She said “He should know what I am thinking”. I thought, he we go again. Why just because you’re in a relationship do you think that your partner knows what you’re thinking? I have seen more relationships end, and more arguments happen for this very reason.
So many of us make the mistake, believing that our partner knows what is going on inside of our heads. If you’re lucky, there will be times when you are in sync with each other. However, just because you sync up at times, does not mean that you will always know. In fact, most of the time you will not. Let me put this way: the longer that you are with someone, the chances are you will be in sync about their thought processes. However, even in long term relationships, we still get it wrong.
I’m not gambling on my wife and what I think I know.

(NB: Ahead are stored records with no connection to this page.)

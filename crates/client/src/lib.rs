//! Authenticated Salesforce REST pipeline.
//!
//! [`ConnectedApp`] pairs a credential manager from `forcekit-auth` with an
//! HTTP client and turns typed [`Resource`] descriptors into authenticated
//! requests. Expired sessions renew themselves in flight: an unauthorized
//! answer triggers one credential renewal and one retry, never more.
//!
//! The auth layer is re-exported as [`auth`] so applications need only one
//! direct dependency.

#![forbid(unsafe_code)]
#![warn(rust_2018_idioms)]
#![warn(clippy::all, clippy::perf, clippy::complexity, clippy::suspicious)]

pub mod app;
pub mod error;
pub mod records;
pub mod resource;

pub use forcekit_auth as auth;

pub use app::{ConnectedApp, RequestOptions};
pub use error::{ClientError, SalesforceError};
pub use records::{
    FieldValue, Identity, InsertResult, Limit, Photos, QueryResult, Record, SearchResult,
};
pub use resource::Resource;
//! Newline-delimited JSON wire format for stream bodies.
//!
//! Every response body line is one record. Chunk payloads are base64 on the
//! wire only; the store and the engine carry raw bytes throughout.

use base64::Engine as _;
use base64::engine::general_purpose::STANDARD;
use bytes::Bytes;
use restream_engine::{StreamFrame, StreamState};
use serde::{Deserialize, Serialize};

/// One line of an NDJSON stream body.
#[derive(Debug, Clone, PartialEq, Eq, Serialize, Deserialize)]
#[serde(tag = "type", rename_all = "lowercase")]
pub enum WireRecord {
    /// A sequenced chunk, payload base64-encoded
    Chunk {
        /// Position of the chunk within the stream
        seq: u64,
        /// Base64 of the raw persisted payload
        payload: String,
    },
    /// Terminal sentinel; the last record of a body
    End {
        /// Stream state at close time; `running` means the body is done but
        /// the stream is not (no live producer)
        state: StreamState,
        /// Error message when the stream failed
        #[serde(skip_serializing_if = "Option::is_none")]
        error: Option<String>,
    },
}

impl WireRecord {
    /// Build the wire record for one reader frame.
    pub fn from_frame(frame: StreamFrame) -> Self {
        match frame {
            StreamFrame::Chunk { seq, payload } => Self::Chunk {
                seq,
                payload: STANDARD.encode(&payload),
            },
            StreamFrame::End { state, message } => Self::End {
                state,
                error: message,
            },
        }
    }

    /// Serialize as one newline-terminated line.
    pub fn encode_line(&self) -> Result<Bytes, serde_json::Error> {
        let mut line = serde_json::to_vec(self)?;
        line.push(b'\n');
        Ok(Bytes::from(line))
    }

    /// Decode the chunk payload back to raw bytes; `None` for end records.
    pub fn payload_bytes(&self) -> Option<Result<Bytes, base64::DecodeError>> {
        match self {
            Self::Chunk { payload, .. } => {
                Some(STANDARD.decode(payload).map(Bytes::from))
            }
            Self::End { .. } => None,
        }
    }
}

#[cfg(test)]
mod tests {
    use super::*;

    #[test]
    fn chunk_record_round_trips_payload_bytes() {
        let frame = StreamFrame::Chunk {
            seq: 3,
            payload: Bytes::from_static(b"\x00raw bytes\xff"),
        };
        let record = WireRecord::from_frame(frame);
        let line = record.encode_line().unwrap();
        assert!(line.ends_with(b"\n"));

        let parsed: WireRecord = serde_json::from_slice(&line).unwrap();
        assert_eq!(parsed, record);
        assert_eq!(
            parsed.payload_bytes().unwrap().unwrap(),
            Bytes::from_static(b"\x00raw bytes\xff")
        );
    }

    #[test]
    fn end_record_wire_shape() {
        let completed = WireRecord::from_frame(StreamFrame::End {
            state: StreamState::Completed,
            message: None,
        });
        assert_eq!(
            String::from_utf8(completed.encode_line().unwrap().to_vec()).unwrap(),
            "{\"type\":\"end\",\"state\":\"completed\"}\n"
        );

        let failed = WireRecord::from_frame(StreamFrame::End {
            state: StreamState::Failed,
            message: Some("boom".into()),
        });
        assert_eq!(
            String::from_utf8(failed.encode_line().unwrap().to_vec()).unwrap(),
            "{\"type\":\"end\",\"state\":\"failed\",\"error\":\"boom\"}\n"
        );
    }

    #[test]
    fn chunk_record_wire_shape() {
        let record = WireRecord::from_frame(StreamFrame::Chunk {
            seq: 0,
            payload: Bytes::from_static(b"hi"),
        });
        assert_eq!(
            String::from_utf8(record.encode_line().unwrap().to_vec()).unwrap(),
            "{\"type\":\"chunk\",\"seq\":0,\"payload\":\"aGk=\"}\n"
        );
    }
}
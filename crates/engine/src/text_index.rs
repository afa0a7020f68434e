//! Accumulated-text side-index.
//!
//! Best-effort concatenation of the semantic text deltas carried inside
//! chunk payloads, for cheap "text so far" queries without replaying raw
//! chunks. The raw log stays authoritative: payloads that do not parse are
//! logged and skipped here but persisted and broadcast verbatim.

use dashmap::DashMap;
use restream_store::{ChunkStore, StreamId};
use serde::Deserialize;
use tracing::debug;

use crate::engine::EngineInner;
use crate::error::{EngineError, EngineResult};

/// Shape of a provider text-delta event. Anything else contributes no text.
#[derive(Deserialize)]
struct DeltaEvent {
    #[serde(rename = "type")]
    kind: String,
    delta: Option<String>,
}

/// Extract the semantic text delta from one chunk payload, if it has one.
pub(crate) fn extract_text_delta(payload: &[u8]) -> Option<String> {
    match serde_json::from_slice::<DeltaEvent>(payload) {
        Ok(event) if event.kind == "text-delta" => event.delta,
        Ok(_) => None,
        Err(error) => {
            debug!("skipping unparseable delta payload: {error}");
            None
        }
    }
}

struct TextEntry {
    text: String,
    /// First chunk seq not yet folded into `text`
    next_seq: u64,
}

/// Per-stream accumulated text, keyed by stream id.
pub(crate) struct TextIndex {
    entries: DashMap<StreamId, TextEntry>,
}

impl TextIndex {
    pub(crate) fn new() -> Self {
        Self {
            entries: DashMap::new(),
        }
    }

    /// Fold one freshly produced chunk into the index.
    ///
    /// Only contiguous chunks extend the entry; anything else is left for a
    /// lazy rebuild from the raw log.
    pub(crate) fn ingest(&self, stream_id: &StreamId, seq: u64, payload: &[u8]) {
        let mut entry = self
            .entries
            .entry(stream_id.clone())
            .or_insert_with(|| TextEntry {
                text: String::new(),
                next_seq: 0,
            });
        if seq != entry.next_seq {
            return;
        }
        if let Some(delta) = extract_text_delta(payload) {
            entry.text.push_str(&delta);
        }
        entry.next_seq = seq + 1;
    }

    fn snapshot(&self, stream_id: &StreamId) -> Option<(String, u64)> {
        self.entries
            .get(stream_id)
            .map(|entry| (entry.text.clone(), entry.next_seq))
    }

    fn store_rebuilt(&self, stream_id: &StreamId, text: String, next_seq: u64) {
        match self.entries.entry(stream_id.clone()) {
            dashmap::mapref::entry::Entry::Occupied(mut occupied) => {
                if next_seq >= occupied.get().next_seq {
                    occupied.insert(TextEntry { text, next_seq });
                }
            }
            dashmap::mapref::entry::Entry::Vacant(vacant) => {
                vacant.insert(TextEntry { text, next_seq });
            }
        }
    }

    pub(crate) fn forget(&self, stream_id: &StreamId) {
        self.entries.remove(stream_id);
    }
}

/// Accumulated text for a stream, rebuilding from the raw log when the
/// index has not seen all persisted chunks.
pub(crate) async fn text_so_far<C: ChunkStore>(
    inner: &EngineInner<C>,
    stream_id: &StreamId,
) -> EngineResult<String> {
    let meta = inner
        .store
        .stream_meta(stream_id)
        .await?
        .ok_or_else(|| EngineError::StreamNotFound(stream_id.clone()))?;

    let (mut text, mut next) = inner
        .text
        .snapshot(stream_id)
        .unwrap_or_else(|| (String::new(), 0));

    if next >= meta.next_seq {
        return Ok(text);
    }

    while next < meta.next_seq {
        let chunks = inner
            .store
            .read_range(stream_id, next, inner.config.replay_batch_size)
            .await?;
        if chunks.is_empty() {
            break;
        }
        for chunk in chunks {
            if let Some(delta) = extract_text_delta(&chunk.payload) {
                text.push_str(&delta);
            }
            next = chunk.seq + 1;
        }
    }

    inner.text.store_rebuilt(stream_id, text.clone(), next);
    Ok(text)
}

I like to think in terms of respect to my partner when it comes to her thought processes. My wife and I have been together for a pretty long time (in our 17th year). While we do a pretty good job of reading each other, I can honestly say that maybe 70% of the time we get it right. Maybe. With that said, if we did not take the time to talk and ask questions, that would mean we would get it wrong 30% of the time… assuming we truly lined up with that 70%. I don’t know about you, but to me, I’m not willing to risk her feelings on an assumption. Yes, 70% is pretty good odds. If I were in Vegas, I would take 70% all day long, but I’m not in Vegas. I’m not gambling on my wife and what I think I know. Instead I ask and therein lies the beauty of healthy communication.
Been together for awhile? Think you know what they’re thinking? Maybe you do, maybe you don’t. In my experience it’s a guess. If you’re in a relationship that is rather new (5 year or less), you’re probably looking more at a 30% chance of knowing. Take the guess work out. On the important matters, just ask. Often you think you know when in reality you have no idea. Cultivate the art of healthy communication.